_Exercise objective_
Each entry is to be printed again word for word.

*** Supplied records

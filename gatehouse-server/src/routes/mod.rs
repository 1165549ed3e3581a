use axum::{
    Router, middleware,
    routing::{get, post},
};
use tower_http::trace::TraceLayer;

use crate::{
    AppState,
    handlers::{accounts, admin, home},
    middleware::admin_guard::require_admin_role,
};

/// The full application router with state applied.
pub fn create_app(state: AppState) -> Router {
    Router::new()
        .route("/", get(home::index))
        .route("/health", get(home::health))
        .merge(account_routes())
        .merge(admin_routes(state.clone()))
        .layer(TraceLayer::new_for_http())
        .with_state(state)
}

fn account_routes() -> Router<AppState> {
    Router::new()
        .route(
            "/Accounts/Register",
            get(accounts::register_form).post(accounts::register),
        )
        .route(
            "/Accounts/Login",
            get(accounts::login_form).post(accounts::login),
        )
        .route("/Accounts/Logout", post(accounts::logout))
}

fn admin_routes(state: AppState) -> Router<AppState> {
    Router::new()
        .route(
            admin::CREATE_ROLE,
            get(admin::create_role_form).post(admin::create_role),
        )
        .route(
            admin::ASSIGN_ROLE,
            get(admin::assign_role_form).post(admin::assign_role),
        )
        .route(
            admin::CREATE_USER,
            get(admin::create_user_form).post(admin::create_user),
        )
        .route(admin::LIST_USERS_AND_ROLES, get(admin::list_users_and_roles))
        .route_layer(middleware::from_fn_with_state(state, require_admin_role))
}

******

_Your solution_
filename gatehouse-server/src/routes/mod.rs
repository 1165549ed3e3581a
use axum::{
    Router, middleware,
    routing::{get, post},
};
use tower_http::trace::TraceLayer;

use crate::{
    AppState,
    handlers::{accounts, admin, home},
    middleware::admin_guard::require_admin_role,
};

/// The full application router with state applied.
pub fn create_app(state: AppState) -> Router {
    Router::new()
        .route("/", get(home::index))
        .route("/health", get(home::health))
        .merge(account_routes())
        .merge(admin_routes(state.clone()))
        .layer(TraceLayer::new_for_http())
        .with_state(state)
}

fn account_routes() -> Router<AppState> {
    Router::new()
        .route(
            "/Accounts/Register",
            get(accounts::register_form).post(accounts::register),
        )
        .route(
            "/Accounts/Login",
            get(accounts::login_form).post(accounts::login),
        )
        .route("/Accounts/Logout", post(accounts::logout))
}

fn admin_routes(state: AppState) -> Router<AppState> {
    Router::new()
        .route(
            admin::CREATE_ROLE,
            get(admin::create_role_form).post(admin::create_role),
        )
        .route(
            admin::ASSIGN_ROLE,
            get(admin::assign_role_form).post(admin::assign_role),
        )
        .route(
            admin::CREATE_USER,
            get(admin::create_user_form).post(admin::create_user),
        )
        .route(admin::LIST_USERS_AND_ROLES, get(admin::list_users_and_roles))
        .route_layer(middleware::from_fn_with_state(state, require_admin_role))
}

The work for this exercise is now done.